• _Task goal_: The material below contains a line with "values exist at" and a line with "or an out-of-range". Copy exactly those two lines and all lines between them.

• _Data under study_:
━━━━━━━━━━━━━━━━━━━━━━━━━━━━━━
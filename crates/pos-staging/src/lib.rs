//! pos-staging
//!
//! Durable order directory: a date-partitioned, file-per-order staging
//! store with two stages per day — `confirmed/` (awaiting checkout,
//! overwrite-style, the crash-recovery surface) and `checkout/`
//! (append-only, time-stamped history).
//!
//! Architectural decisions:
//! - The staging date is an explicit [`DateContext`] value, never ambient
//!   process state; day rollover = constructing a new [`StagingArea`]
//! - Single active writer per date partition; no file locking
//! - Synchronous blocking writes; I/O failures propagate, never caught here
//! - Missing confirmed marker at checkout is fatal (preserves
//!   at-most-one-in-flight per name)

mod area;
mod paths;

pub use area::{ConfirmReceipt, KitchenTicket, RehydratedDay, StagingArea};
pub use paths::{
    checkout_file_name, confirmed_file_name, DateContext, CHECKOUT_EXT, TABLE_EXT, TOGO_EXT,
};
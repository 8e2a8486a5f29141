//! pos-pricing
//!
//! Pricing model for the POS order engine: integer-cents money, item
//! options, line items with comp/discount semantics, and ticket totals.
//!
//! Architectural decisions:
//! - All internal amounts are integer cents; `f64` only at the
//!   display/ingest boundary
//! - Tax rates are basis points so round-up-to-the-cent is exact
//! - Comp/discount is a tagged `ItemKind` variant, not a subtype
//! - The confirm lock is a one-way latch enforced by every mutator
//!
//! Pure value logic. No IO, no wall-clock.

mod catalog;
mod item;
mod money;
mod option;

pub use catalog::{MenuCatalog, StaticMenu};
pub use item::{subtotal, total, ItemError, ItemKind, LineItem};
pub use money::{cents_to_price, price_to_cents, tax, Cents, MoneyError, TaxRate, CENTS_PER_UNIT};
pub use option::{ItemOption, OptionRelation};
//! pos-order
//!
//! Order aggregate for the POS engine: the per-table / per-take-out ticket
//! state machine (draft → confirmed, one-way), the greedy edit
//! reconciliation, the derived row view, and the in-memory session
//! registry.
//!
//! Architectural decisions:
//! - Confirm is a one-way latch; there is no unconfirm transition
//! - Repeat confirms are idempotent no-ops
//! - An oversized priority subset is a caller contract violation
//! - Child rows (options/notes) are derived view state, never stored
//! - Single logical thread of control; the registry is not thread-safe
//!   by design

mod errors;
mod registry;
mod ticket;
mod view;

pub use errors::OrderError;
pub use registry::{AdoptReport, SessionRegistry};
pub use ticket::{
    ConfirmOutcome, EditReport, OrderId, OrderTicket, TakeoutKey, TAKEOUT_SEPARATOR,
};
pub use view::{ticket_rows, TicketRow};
━━━━━━━━━━━━━━━━━━━━━━━━━━━━━━
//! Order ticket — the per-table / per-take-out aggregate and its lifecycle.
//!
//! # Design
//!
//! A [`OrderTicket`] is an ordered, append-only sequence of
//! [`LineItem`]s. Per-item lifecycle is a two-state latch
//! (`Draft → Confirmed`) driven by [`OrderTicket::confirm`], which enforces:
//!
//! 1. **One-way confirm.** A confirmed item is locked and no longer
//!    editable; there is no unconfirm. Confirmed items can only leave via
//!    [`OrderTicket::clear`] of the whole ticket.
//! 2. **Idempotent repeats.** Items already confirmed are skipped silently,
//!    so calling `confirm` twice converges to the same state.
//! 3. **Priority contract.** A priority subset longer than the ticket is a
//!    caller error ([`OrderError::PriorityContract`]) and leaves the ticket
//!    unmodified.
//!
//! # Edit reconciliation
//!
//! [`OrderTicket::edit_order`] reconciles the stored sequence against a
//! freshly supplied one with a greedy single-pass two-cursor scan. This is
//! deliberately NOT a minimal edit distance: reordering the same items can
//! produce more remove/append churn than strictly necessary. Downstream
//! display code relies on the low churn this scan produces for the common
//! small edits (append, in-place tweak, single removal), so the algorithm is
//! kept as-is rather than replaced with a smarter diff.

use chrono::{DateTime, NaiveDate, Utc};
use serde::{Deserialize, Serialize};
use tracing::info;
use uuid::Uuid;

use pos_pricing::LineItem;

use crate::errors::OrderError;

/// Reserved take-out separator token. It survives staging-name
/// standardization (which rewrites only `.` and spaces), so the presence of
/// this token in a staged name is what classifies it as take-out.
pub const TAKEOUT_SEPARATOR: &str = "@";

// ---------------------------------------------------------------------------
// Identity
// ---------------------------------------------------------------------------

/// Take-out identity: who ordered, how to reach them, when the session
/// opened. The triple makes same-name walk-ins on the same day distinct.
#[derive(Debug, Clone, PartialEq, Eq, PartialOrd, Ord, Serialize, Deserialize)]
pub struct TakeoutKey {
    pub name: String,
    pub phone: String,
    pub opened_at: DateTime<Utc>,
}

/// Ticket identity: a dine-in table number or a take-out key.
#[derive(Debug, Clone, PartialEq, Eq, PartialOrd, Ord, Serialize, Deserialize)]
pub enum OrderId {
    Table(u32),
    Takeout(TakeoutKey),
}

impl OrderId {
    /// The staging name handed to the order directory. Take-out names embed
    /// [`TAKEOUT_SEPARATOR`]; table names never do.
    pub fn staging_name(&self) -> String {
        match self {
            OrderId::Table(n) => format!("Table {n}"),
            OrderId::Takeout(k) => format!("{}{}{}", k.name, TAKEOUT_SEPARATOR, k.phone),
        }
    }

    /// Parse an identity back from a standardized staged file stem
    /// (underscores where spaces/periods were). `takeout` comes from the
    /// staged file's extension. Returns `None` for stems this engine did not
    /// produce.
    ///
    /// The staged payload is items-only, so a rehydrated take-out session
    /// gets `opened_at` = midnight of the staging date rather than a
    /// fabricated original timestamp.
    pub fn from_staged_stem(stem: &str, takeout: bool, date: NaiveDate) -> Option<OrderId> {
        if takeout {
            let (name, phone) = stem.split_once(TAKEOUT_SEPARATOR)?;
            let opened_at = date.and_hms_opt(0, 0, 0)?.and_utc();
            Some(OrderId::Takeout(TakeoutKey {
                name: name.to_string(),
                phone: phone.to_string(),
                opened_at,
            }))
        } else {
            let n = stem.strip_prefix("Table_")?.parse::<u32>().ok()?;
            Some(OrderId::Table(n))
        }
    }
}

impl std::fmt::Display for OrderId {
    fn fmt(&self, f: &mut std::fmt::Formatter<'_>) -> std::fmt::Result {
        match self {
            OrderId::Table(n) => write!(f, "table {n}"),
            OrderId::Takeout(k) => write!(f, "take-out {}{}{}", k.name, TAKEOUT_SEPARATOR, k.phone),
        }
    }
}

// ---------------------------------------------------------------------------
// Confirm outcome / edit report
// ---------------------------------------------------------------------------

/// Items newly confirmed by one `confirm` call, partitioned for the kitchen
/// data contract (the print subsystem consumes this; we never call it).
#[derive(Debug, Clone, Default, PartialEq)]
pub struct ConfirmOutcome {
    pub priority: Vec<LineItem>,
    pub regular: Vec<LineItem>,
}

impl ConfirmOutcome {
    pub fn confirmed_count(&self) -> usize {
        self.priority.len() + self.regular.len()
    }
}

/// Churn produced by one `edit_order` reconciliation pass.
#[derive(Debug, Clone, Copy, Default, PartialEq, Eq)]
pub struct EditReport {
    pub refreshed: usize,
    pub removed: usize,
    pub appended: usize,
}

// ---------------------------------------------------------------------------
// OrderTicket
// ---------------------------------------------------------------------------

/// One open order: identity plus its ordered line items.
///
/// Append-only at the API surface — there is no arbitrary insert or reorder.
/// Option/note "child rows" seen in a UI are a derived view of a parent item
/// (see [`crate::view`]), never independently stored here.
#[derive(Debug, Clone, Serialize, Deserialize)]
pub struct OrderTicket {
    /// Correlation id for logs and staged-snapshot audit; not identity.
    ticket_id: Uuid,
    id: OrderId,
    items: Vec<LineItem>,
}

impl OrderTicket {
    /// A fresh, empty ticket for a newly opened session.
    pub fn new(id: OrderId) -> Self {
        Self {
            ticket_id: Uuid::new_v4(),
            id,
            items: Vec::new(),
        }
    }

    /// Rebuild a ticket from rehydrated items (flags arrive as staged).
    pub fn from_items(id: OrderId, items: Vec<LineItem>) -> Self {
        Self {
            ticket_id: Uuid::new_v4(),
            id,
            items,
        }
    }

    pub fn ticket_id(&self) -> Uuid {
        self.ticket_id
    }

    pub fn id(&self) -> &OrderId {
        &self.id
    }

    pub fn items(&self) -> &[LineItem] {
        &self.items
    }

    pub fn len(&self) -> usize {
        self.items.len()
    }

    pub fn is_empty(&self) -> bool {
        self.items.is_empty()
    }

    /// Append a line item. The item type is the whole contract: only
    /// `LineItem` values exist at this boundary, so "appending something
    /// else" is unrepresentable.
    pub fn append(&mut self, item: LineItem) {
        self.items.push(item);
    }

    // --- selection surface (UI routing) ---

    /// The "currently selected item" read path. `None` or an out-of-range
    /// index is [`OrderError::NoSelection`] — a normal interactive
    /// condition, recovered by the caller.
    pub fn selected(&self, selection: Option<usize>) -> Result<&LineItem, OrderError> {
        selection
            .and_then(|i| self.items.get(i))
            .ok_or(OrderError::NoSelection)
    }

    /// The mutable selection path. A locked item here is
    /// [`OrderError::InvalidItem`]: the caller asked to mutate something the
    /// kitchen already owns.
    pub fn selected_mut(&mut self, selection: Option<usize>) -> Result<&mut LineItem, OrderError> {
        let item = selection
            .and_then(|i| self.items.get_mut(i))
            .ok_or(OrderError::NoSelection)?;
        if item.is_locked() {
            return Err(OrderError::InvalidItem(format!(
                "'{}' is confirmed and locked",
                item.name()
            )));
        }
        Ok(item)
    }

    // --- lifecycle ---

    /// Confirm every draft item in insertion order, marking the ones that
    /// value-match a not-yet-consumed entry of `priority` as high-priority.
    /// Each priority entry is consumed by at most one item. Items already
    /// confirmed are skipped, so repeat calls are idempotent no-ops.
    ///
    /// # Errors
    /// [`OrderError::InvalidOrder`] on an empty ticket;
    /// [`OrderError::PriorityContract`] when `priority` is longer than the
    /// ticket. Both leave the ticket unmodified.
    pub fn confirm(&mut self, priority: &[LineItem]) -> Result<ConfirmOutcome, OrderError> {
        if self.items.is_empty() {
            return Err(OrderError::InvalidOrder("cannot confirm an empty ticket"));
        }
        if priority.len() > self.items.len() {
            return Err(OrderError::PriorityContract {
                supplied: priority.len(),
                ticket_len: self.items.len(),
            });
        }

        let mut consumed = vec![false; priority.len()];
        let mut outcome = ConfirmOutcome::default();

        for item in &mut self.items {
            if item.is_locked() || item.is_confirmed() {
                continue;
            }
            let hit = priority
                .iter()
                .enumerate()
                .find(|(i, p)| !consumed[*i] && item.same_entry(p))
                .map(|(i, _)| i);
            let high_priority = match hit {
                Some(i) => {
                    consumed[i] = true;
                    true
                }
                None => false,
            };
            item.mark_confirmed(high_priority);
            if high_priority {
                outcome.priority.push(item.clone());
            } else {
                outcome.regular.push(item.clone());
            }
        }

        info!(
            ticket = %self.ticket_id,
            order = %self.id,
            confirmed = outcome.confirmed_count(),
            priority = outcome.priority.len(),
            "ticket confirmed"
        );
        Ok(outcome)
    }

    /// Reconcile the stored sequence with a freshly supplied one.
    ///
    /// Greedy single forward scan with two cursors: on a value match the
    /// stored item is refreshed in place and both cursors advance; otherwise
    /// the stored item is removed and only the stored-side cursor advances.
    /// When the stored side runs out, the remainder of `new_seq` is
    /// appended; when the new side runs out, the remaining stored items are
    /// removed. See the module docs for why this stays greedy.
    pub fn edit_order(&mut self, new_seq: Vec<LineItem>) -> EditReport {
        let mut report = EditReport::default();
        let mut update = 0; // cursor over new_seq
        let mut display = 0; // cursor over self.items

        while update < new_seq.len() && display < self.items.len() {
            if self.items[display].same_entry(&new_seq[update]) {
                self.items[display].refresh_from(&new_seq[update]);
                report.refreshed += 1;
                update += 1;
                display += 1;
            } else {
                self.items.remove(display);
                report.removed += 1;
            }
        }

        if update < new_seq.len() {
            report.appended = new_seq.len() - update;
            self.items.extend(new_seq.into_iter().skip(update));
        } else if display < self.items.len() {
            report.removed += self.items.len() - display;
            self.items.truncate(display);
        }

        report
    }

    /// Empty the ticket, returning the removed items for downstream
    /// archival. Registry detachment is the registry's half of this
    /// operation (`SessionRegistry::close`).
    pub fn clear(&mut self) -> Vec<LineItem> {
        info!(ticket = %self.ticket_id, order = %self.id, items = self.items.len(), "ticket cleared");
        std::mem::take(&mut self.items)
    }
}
━━━━━━━━━━━━━━━━━━━━━━━━━━━━━━
• _Answer section_:
    /// `LineItem` values exist at this boundary, so "appending something
    /// else" is unrepresentable.
    pub fn append(&mut self, item: LineItem) {
        self.items.push(item);
    }

    // --- selection surface (UI routing) ---

    /// The "currently selected item" read path. `None` or an out-of-range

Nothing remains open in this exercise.